Welcome to WebmasterWorld Guest from 220.127.116.11
Forum Moderators: webwork
A year on, with the first wave of decisions and fines now issued by a number of DPAs and investigations ongoing in others, it is interesting to examine the initial effects of the GDPR in the EU. Has it managed to enhance protection for people’s privacy? Did the concern expressed at its potential impact turn out to be justified? Are different trends emerging in different EU countries? These and other questions are discussed below, on a country-by-country level.
Ius Laboris has country reports from 25 of the 28 EU states (sorry, Estonia, Malta, and Romania) and the summaries are worth reading if you’re into this sort of thing — but here are a few of the highlights.
Quite a few countries have issued exactly zero GDPR fines, including Belgium, Croatia, the Czech Republic, Denmark, Finland, Ireland, Italy, Luxembourg, Slovakia, Slovenia, Spain, Sweden, and the U.K.
In some cases, that’s an issue of delay: Each country has to embed the GDPR into its own national laws, and some have been slower than others in doing so — as well as the obligatory follow-up actions of appointing the people who’ll make the decisions and so on. But others appear to have just taken a lighter approach to enforcement, preferring sending legal nastygrams to companies that appear to be on the wrong side of the law.
(And in a few cases it’s theoretically possible that Ius Laboris missed a fine, such as in Germany, where they’re handled by individual state authorities rather than a federal entity.)
The countries that have imposed GDPR fines have generally done so at a very limited scale. Austria has issued only three fines, all around illegal video surveillance. Cyprus and Portugal have each issued four, Poland two, and the Netherlands one. Latvia’s largest fine was 2,000 euros, Bulgaria’s 5,000 euros.

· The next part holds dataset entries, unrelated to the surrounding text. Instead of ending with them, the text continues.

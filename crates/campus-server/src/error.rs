use axum::{
  http::{HeaderValue, header},
  response::{IntoResponse, Response},
};
use campus_api::ApiError;
use thiserror::Error;

#[derive(Debug, Error)]
pub enum Error {
  #[error("unauthorized")]
  Unauthorized,
  #[error("account {username:?} has an invalid password hash")]
  InvalidHash { username: String },
  #[error("password hashing failed: {0}")]
  Hash(String),
  #[error(transparent)]
  Core(#[from] campus_core::Error),
}

impl IntoResponse for Error {
  fn into_response(self) -> Response {
    match self {
      Error::Unauthorized => {
        let mut res =
          ApiError(campus_core::Error::Unauthenticated).into_response();
        res.headers_mut().insert(
          header::WWW_AUTHENTICATE,
          HeaderValue::from_static("Basic realm=\"campus\""),
        );
        res
      }
      Error::Core(e) => ApiError(e).into_response(),
      other => {
        ApiError(campus_core::Error::Internal(other.to_string())).into_response()
      }
    }
  }
}
//! Cache keys for reads and the invalidation table for writes.
//!
//! Every read the portal performs is identified by a [`QueryKey`]; keys are
//! grouped into [`QueryFamily`] values. A successful [`Mutation`] drops every
//! cached entry in the families it lists, which is the only way a cached
//! value is ever refreshed.
//!
//! | Mutation | Invalidates |
//! |----------|-------------|
//! | `SaveProfile` | profile, role |
//! | `RequestApproval` | approval, approvals |
//! | `SetApproval` | approval, approvals, students, teachers |
//! | `AssignRole` | role |
//! | `RegisterStudent` | profile, approval, approvals, students |
//! | `RegisterTeacher` | profile, approval, approvals, teachers |
//! | `ApproveStudent` / `ApproveTeacher` | approval, approvals, students, teachers |
//! | `AddExam` / `RecordMark` | exams |

use campus_core::Identity;
use uuid::Uuid;

/// One cacheable read, including its parameters.
#[derive(Debug, Clone, PartialEq, Eq, Hash)]
pub enum QueryKey {
  Profile,
  Role,
  IsAdmin,
  IsApproved,
  Approvals,
  ApprovedStudents,
  Students,
  Teachers,
  Student(Uuid),
  Teacher(Uuid),
  StudentApproved(Uuid),
  Exams,
  Exam(Uuid),
}

/// A group of related [`QueryKey`]s invalidated together.
#[derive(Debug, Clone, Copy, PartialEq, Eq, Hash)]
pub enum QueryFamily {
  Profile,
  Role,
  /// The caller's own approval state.
  Approval,
  /// The admin's view of every approval record.
  Approvals,
  Students,
  Teachers,
  Exams,
}

impl QueryKey {
  pub fn family(&self) -> QueryFamily {
    match self {
      Self::Profile => QueryFamily::Profile,
      Self::Role | Self::IsAdmin => QueryFamily::Role,
      Self::IsApproved => QueryFamily::Approval,
      Self::Approvals => QueryFamily::Approvals,
      Self::ApprovedStudents
      | Self::Students
      | Self::Student(_)
      | Self::StudentApproved(_) => QueryFamily::Students,
      Self::Teachers | Self::Teacher(_) => QueryFamily::Teachers,
      Self::Exams | Self::Exam(_) => QueryFamily::Exams,
    }
  }
}

/// A write, keyed finely enough that two submissions of the same form
/// collide while unrelated writes do not.
#[derive(Debug, Clone, PartialEq, Eq, Hash)]
pub enum Mutation {
  SaveProfile,
  RequestApproval,
  SetApproval(Identity),
  AssignRole(Identity),
  RegisterStudent,
  RegisterTeacher,
  ApproveStudent(Uuid),
  ApproveTeacher(Uuid),
  AddExam,
  RecordMark { exam_id: Uuid, student_id: Uuid },
}

impl Mutation {
  /// Families whose cached entries are stale once this mutation succeeds.
  pub fn invalidates(&self) -> &'static [QueryFamily] {
    use QueryFamily::*;
    match self {
      Self::SaveProfile => &[Profile, Role],
      Self::RequestApproval => &[Approval, Approvals],
      Self::SetApproval(_) | Self::ApproveStudent(_) | Self::ApproveTeacher(_) => {
        &[Approval, Approvals, Students, Teachers]
      }
      Self::AssignRole(_) => &[Role],
      Self::RegisterStudent => &[Profile, Approval, Approvals, Students],
      Self::RegisterTeacher => &[Profile, Approval, Approvals, Teachers],
      Self::AddExam | Self::RecordMark { .. } => &[Exams],
    }
  }

  /// Human-readable name, used in notices and `Busy` errors.
  pub fn label(&self) -> &'static str {
    match self {
      Self::SaveProfile => "saving the profile",
      Self::RequestApproval => "requesting approval",
      Self::SetApproval(_) => "updating the approval",
      Self::AssignRole(_) => "assigning the role",
      Self::RegisterStudent => "student registration",
      Self::RegisterTeacher => "teacher registration",
      Self::ApproveStudent(_) => "updating the student",
      Self::ApproveTeacher(_) => "updating the teacher",
      Self::AddExam => "adding the exam",
      Self::RecordMark { .. } => "recording the mark",
    }
  }

  /// Notice shown when the mutation succeeds.
  pub fn success_message(&self) -> &'static str {
    match self {
      Self::SaveProfile => "Profile saved",
      Self::RequestApproval => "Approval requested",
      Self::SetApproval(_) | Self::ApproveStudent(_) | Self::ApproveTeacher(_) => {
        "Approval updated"
      }
      Self::AssignRole(_) => "Role assigned",
      Self::RegisterStudent | Self::RegisterTeacher => {
        "Registration submitted; awaiting approval"
      }
      Self::AddExam => "Exam added",
      Self::RecordMark { .. } => "Mark recorded",
    }
  }
}
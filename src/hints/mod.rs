//! Hint ranking
//!
//! Picks progressively closer words from the corpus without giving the answer
//! away.

mod engine;
mod table;

pub use engine::{Hint, HintEngine, HintKind, HintOutcome, WIDEN_STEP, WINDOW_STEP};
pub use table::SimilarityTable;
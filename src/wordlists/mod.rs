//! Word data sources
//!
//! Vocabulary lists plus the file-backed frequency and similarity tables the
//! game uses as its collaborators.

pub mod embeddings;
pub mod frequency;
pub mod loader;

pub use embeddings::EmbeddingTable;
pub use frequency::FrequencyTable;
pub use loader::{clean_numbered_list, load_words, save_words, words_from_lines};
//! Rounds and games
//!
//! Commands go in (`submit_guess`, `request_hint`, `reveal_letter`, `forfeit`,
//! `restart`), [`GameEvent`]s come out.

mod events;
mod game;
mod round;

pub use events::GameEvent;
pub use game::{GameSession, GameTotals};
pub use round::{
    EntrySource, GuessOutcome, HistoryEntry, MIN_CONCEALED, NEAR_PERFECT, RevealOutcome,
    RoundPhase, RoundRules, RoundSession, RoundState, RoundSummary, mask,
};
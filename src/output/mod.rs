//! Terminal output formatting
//!
//! Colored rendering of game events and command reports.

pub mod display;
pub mod formatters;

pub use display::{
    print_banner, print_clean_report, print_error, print_event, print_events_json, print_help,
    print_history, print_level_report, print_round_summary, print_totals,
};
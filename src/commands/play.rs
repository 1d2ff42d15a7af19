//! Line-oriented play loop
//!
//! Anything typed is a guess unless it starts with `:`, which keeps commands
//! from colliding with vocabulary words such as "hint" or "quit".

use crate::core::SimilarityOracle;
use crate::error::GameResult;
use crate::output::{
    print_banner, print_error, print_event, print_events_json, print_help, print_history,
};
use crate::session::{GameEvent, GameSession};
use std::io::{self, BufRead, Write};

#[derive(Debug, Clone, PartialEq, Eq)]
pub enum PlayerCommand {
    Guess(String),
    Hint,
    Reveal,
    Forfeit,
    Restart,
    History,
    Help,
    Quit,
    /// A `:` command nobody recognizes
    Unknown(String),
}

/// Interpret one line of input
///
/// # Examples
/// ```
/// use search_party::commands::{PlayerCommand, parse_command};
///
/// assert_eq!(parse_command("  Kitten "), PlayerCommand::Guess("Kitten".to_string()));
/// assert_eq!(parse_command(":hint"), PlayerCommand::Hint);
/// assert_eq!(parse_command(":q"), PlayerCommand::Quit);
/// ```
#[must_use]
pub fn parse_command(input: &str) -> PlayerCommand {
    let input = input.trim();
    let Some(command) = input.strip_prefix(':') else {
        return PlayerCommand::Guess(input.to_string());
    };

    match command.trim().to_lowercase().as_str() {
        "hint" | "h" => PlayerCommand::Hint,
        "reveal" | "r" => PlayerCommand::Reveal,
        "forfeit" | "f" | "giveup" => PlayerCommand::Forfeit,
        "restart" | "new" | "n" => PlayerCommand::Restart,
        "history" | "l" => PlayerCommand::History,
        "help" | "?" => PlayerCommand::Help,
        "quit" | "q" | "exit" => PlayerCommand::Quit,
        other => PlayerCommand::Unknown(other.to_string()),
    }
}

/// Apply a game-changing command
///
/// Commands that only affect the terminal (`History`, `Help`, `Quit`,
/// `Unknown`) produce no events.
///
/// # Errors
/// Whatever the session reports; `RoundError`s are recoverable.
pub fn apply<O: SimilarityOracle>(
    game: &mut GameSession<O>,
    command: &PlayerCommand,
) -> GameResult<Vec<GameEvent>> {
    match command {
        PlayerCommand::Guess(word) => game.submit_guess(word),
        PlayerCommand::Hint => game.request_hint(),
        PlayerCommand::Reveal => game.reveal_letter(),
        PlayerCommand::Forfeit => game.forfeit(),
        PlayerCommand::Restart => game.restart(),
        PlayerCommand::History
        | PlayerCommand::Help
        | PlayerCommand::Quit
        | PlayerCommand::Unknown(_) => Ok(Vec::new()),
    }
}

/// Run the interactive game until `:quit` or end of input
///
/// With `json` set, every event is printed as one JSON object per line and
/// no banner or prompt is shown.
///
/// # Errors
/// I/O errors on the input or output streams and non-recoverable game errors.
pub fn run_play<O, R>(game: &mut GameSession<O>, input: R, json: bool) -> GameResult<()>
where
    O: SimilarityOracle,
    R: BufRead,
{
    let started: Vec<GameEvent> = game.round_started().into_iter().collect();
    if json {
        print_events_json(&started)?;
    } else {
        print_banner(game.config());
        started.iter().for_each(print_event);
    }
    prompt(json)?;

    for line in input.lines() {
        let line = line?;
        if line.trim().is_empty() {
            prompt(json)?;
            continue;
        }

        let command = parse_command(&line);
        match &command {
            PlayerCommand::Quit => break,
            PlayerCommand::Help if !json => print_help(),
            PlayerCommand::History if !json => {
                if let Some(round) = game.round() {
                    print_history(round.state().history());
                }
            }
            PlayerCommand::Unknown(name) if !json => {
                println!("Unknown command ':{name}' (type :help)");
            }
            _ => {}
        }

        match apply(game, &command) {
            Ok(events) if json => print_events_json(&events)?,
            Ok(events) => events.iter().for_each(print_event),
            Err(e) if e.is_recoverable() => print_error(&e, json),
            Err(e) => return Err(e),
        }

        prompt(json)?;
    }

    if !json {
        println!("\n👋 Thanks for playing!\n");
    }
    Ok(())
}

fn prompt(json: bool) -> io::Result<()> {
    if !json {
        print!("> ");
        io::stdout().flush()?;
    }
    Ok(())
}

#[cfg(test)]
mod tests {
    use super::*;
    use crate::config::GameConfig;
    use crate::core::VocabularyEntry;
    use crate::error::{GameError, RoundError};
    use crate::leveling::LevelTiers;

    #[test]
    fn plain_text_is_a_guess() {
        assert_eq!(parse_command("hint"), PlayerCommand::Guess("hint".to_string()));
        assert_eq!(parse_command(" cat\n"), PlayerCommand::Guess("cat".to_string()));
    }

    #[test]
    fn colon_commands_and_aliases() {
        assert_eq!(parse_command(":HINT"), PlayerCommand::Hint);
        assert_eq!(parse_command(": reveal"), PlayerCommand::Reveal);
        assert_eq!(parse_command(":giveup"), PlayerCommand::Forfeit);
        assert_eq!(parse_command(":new"), PlayerCommand::Restart);
        assert_eq!(parse_command(":history"), PlayerCommand::History);
        assert_eq!(parse_command(":?"), PlayerCommand::Help);
        assert_eq!(parse_command(":exit"), PlayerCommand::Quit);
        assert_eq!(
            parse_command(":dance"),
            PlayerCommand::Unknown("dance".to_string())
        );
    }

    fn oracle(_: &str, _: &str) -> Option<f64> {
        Some(0.2)
    }

    fn game() -> GameSession<fn(&str, &str) -> Option<f64>> {
        let entries = [VocabularyEntry::new("cat", 0.5), VocabularyEntry::new("dog", 0.4)];
        let config = GameConfig {
            num_levels: 1,
            seed: Some(3),
            ..GameConfig::default()
        };
        let tiers = LevelTiers::build(&entries, 1).unwrap();
        let corpus = vec!["cat".to_string(), "dog".to_string()];
        GameSession::new(config, tiers, corpus, oracle as fn(&str, &str) -> Option<f64>).unwrap()
    }

    #[test]
    fn apply_routes_to_the_session() {
        let mut game = game();
        let secret = game.round().unwrap().state().secret().to_string();

        let events = apply(&mut game, &PlayerCommand::Reveal).unwrap();
        assert!(matches!(events[0], GameEvent::LetterRevealed { revealed: 1, .. }));
        let events = apply(&mut game, &PlayerCommand::Reveal).unwrap();
        assert!(matches!(events[0], GameEvent::RevealUnavailable));

        let events = apply(&mut game, &PlayerCommand::Guess(secret)).unwrap();
        assert!(matches!(events[0], GameEvent::RoundSolved(_)));
        assert!(matches!(events.last(), Some(GameEvent::GameComplete(_))));

        let err = apply(&mut game, &PlayerCommand::Hint).unwrap_err();
        assert!(matches!(err, GameError::Round(RoundError::GameComplete)));
    }

    #[test]
    fn terminal_only_commands_have_no_events() {
        let mut game = game();
        assert!(apply(&mut game, &PlayerCommand::Help).unwrap().is_empty());
        assert!(apply(&mut game, &PlayerCommand::History).unwrap().is_empty());
        assert_eq!(game.round().unwrap().state().guesses(), 0);
    }

    #[test]
    fn run_play_stops_at_quit() {
        let mut game = game();
        let input = io::Cursor::new("zebra\n:quit\ncat\ndog\n");
        run_play(&mut game, input, true).unwrap();

        let state = game.round().unwrap().state();
        assert_eq!(state.guesses(), 1);
        assert!(state.has_guessed("zebra"));
    }
}
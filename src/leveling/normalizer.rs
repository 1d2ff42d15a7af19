//! Min-max frequency scaling

use crate::core::VocabularyEntry;

/// Scale raw frequencies into `[0, 1]` across the whole vocabulary
///
/// The most frequent word maps to `1.0` and the least frequent to `0.0`.
/// A uniform corpus (every frequency equal) maps every word to `0.0`.
///
/// # Examples
/// ```
/// use search_party::core::VocabularyEntry;
/// use search_party::leveling::normalize;
///
/// let entries = [VocabularyEntry::new("cat", 0.5), VocabularyEntry::new("elephant", 0.001)];
/// let scaled = normalize(&entries);
/// assert_eq!(scaled[0], ("cat".to_string(), 1.0));
/// assert_eq!(scaled[1], ("elephant".to_string(), 0.0));
/// ```
#[must_use]
pub fn normalize(entries: &[VocabularyEntry]) -> Vec<(String, f64)> {
    let (min, max) = entries
        .iter()
        .map(VocabularyEntry::raw_frequency)
        .fold((f64::INFINITY, f64::NEG_INFINITY), |(lo, hi), f| {
            (lo.min(f), hi.max(f))
        });

    let range = max - min;

    entries
        .iter()
        .map(|entry| {
            let scaled = if range > 0.0 {
                ((entry.raw_frequency() - min) / range).clamp(0.0, 1.0)
            } else {
                0.0
            };
            (entry.word().to_string(), scaled)
        })
        .collect()
}
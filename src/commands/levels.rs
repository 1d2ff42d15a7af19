//! Difficulty tier building and reporting

use crate::core::{FrequencyOracle, entries_from_words};
use crate::error::GameResult;
use crate::leveling::LevelTiers;
use serde::Serialize;
use tracing::info;

/// Vocabulary with its tiers, ready to start a game
#[derive(Debug, Clone)]
pub struct PreparedVocabulary {
    /// Every word in file order; doubles as the hint corpus
    pub words: Vec<String>,
    pub tiers: LevelTiers,
}

/// Score and bin a vocabulary
///
/// # Errors
/// `GameError::Config` if there are fewer words than levels.
///
/// # Examples
/// ```
/// use rustc_hash::FxHashMap;
/// use search_party::commands::prepare_vocabulary;
///
/// let freqs: FxHashMap<String, f64> =
///     [("cat".to_string(), 0.5), ("elephant".to_string(), 0.001)].into_iter().collect();
/// let words = vec!["cat".to_string(), "elephant".to_string()];
///
/// let prepared = prepare_vocabulary(words, &freqs, 2).unwrap();
/// assert_eq!(prepared.tiers.tier(1).unwrap(), ["cat"]);
/// ```
pub fn prepare_vocabulary<F: FrequencyOracle>(
    words: Vec<String>,
    frequencies: &F,
    num_levels: usize,
) -> GameResult<PreparedVocabulary> {
    let entries = entries_from_words(&words, frequencies);
    let tiers = LevelTiers::build(&entries, num_levels)?;
    info!(words = words.len(), levels = num_levels, "vocabulary prepared");
    Ok(PreparedVocabulary { words, tiers })
}

#[derive(Debug, Clone, PartialEq, Eq, Serialize)]
pub struct TierReport {
    pub level: usize,
    pub words: usize,
    /// Easiest words of the tier
    pub sample: Vec<String>,
}

#[derive(Debug, Clone, PartialEq, Eq, Serialize)]
pub struct LevelReport {
    pub total_words: usize,
    pub levels: Vec<TierReport>,
}

/// Summarize tiers, keeping up to `sample` words from each
#[must_use]
pub fn build_level_report(tiers: &LevelTiers, sample: usize) -> LevelReport {
    LevelReport {
        total_words: tiers.total_words(),
        levels: tiers
            .iter()
            .map(|(level, words)| TierReport {
                level,
                words: words.len(),
                sample: words.iter().take(sample).cloned().collect(),
            })
            .collect(),
    }
}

Some examples of fines issued: Greece fined phone companies 150,000 euros for “making unsolicited calls” and oil companies 30,000 euros for “unlawful processing and failure to comply with the required organizational and technical measures.”
Lithuania fined “the electronic money institution MisterTango” 61,500 euros for, among other things, failure to disclose a data security incident.
The Netherlands had only one fine, but it was a biggie: 600,000 euros for Uber, also for not reporting a security breach. (Uber has also faced a 400,000 fine from France and a negative ruling from authorities in Greece.)
One of Poland’s two fines went to “a sports association for failing to delete judges’ data effectively.” One of Portugal’s four was 400,000 euros for a hospital that gave staff “indiscriminate access…to patients’ data.”
While Denmark hasn’t issued any fines yet, its first is currently in the pipeline, for a taxi company found to be storing 9 million riders’ phone numbers.
Hungary has issued a number of fines of about HUF 1 million (around 3,000 euros), including to a credit management company that didn’t delete a user’s phone number after being asked and to a company that deleted camera recordings a person had wanted to use as evidence in a legal proceeding.
A few countries have issued GDPR-like fines but not technically under the GDPR; instead, they’re being justified under similar but previously on-the-books laws as GDPR implementation continues apace. Spain, for instance, fined Facebook 600,000 euros for sharing data from WhatsApp to the mothership “without valid consent” and “using it for a purpose for which consent was not given.” (That case began before GDPR was officially on the books.) The U.K. also fined Facebook, this time 500,000 pounds, under its Data Protection Act 1998.
But as is often the case in the EU, it appears to be France and Germany that have done the heaviest lifting.
Germany has issued 75 fines under the GDPR, though they total only 449,000 euros between them. (The largest was 80,000 euros.) Also fun: The German law implementing GDPR is known as the Bundesdatenschutzgesetz.
Meanwhile, Paris has levied by far the largest fine under the GDPR: 50 million euros on Google for a panoply of different data privacy issues around targeted advertising. That fine alone makes up nearly 90 percent of all fines issued in GDPR’s first year, which add up to about 56 million euros.
France has also had a number of other large fines: 250,000 euros for Bouygues Telecom, 400,000 euros for Uber, 50,000 euros for Dailymotion, and 250,000 euros for something called Optical Center, “all relating to a lack of technical measures securing client data.”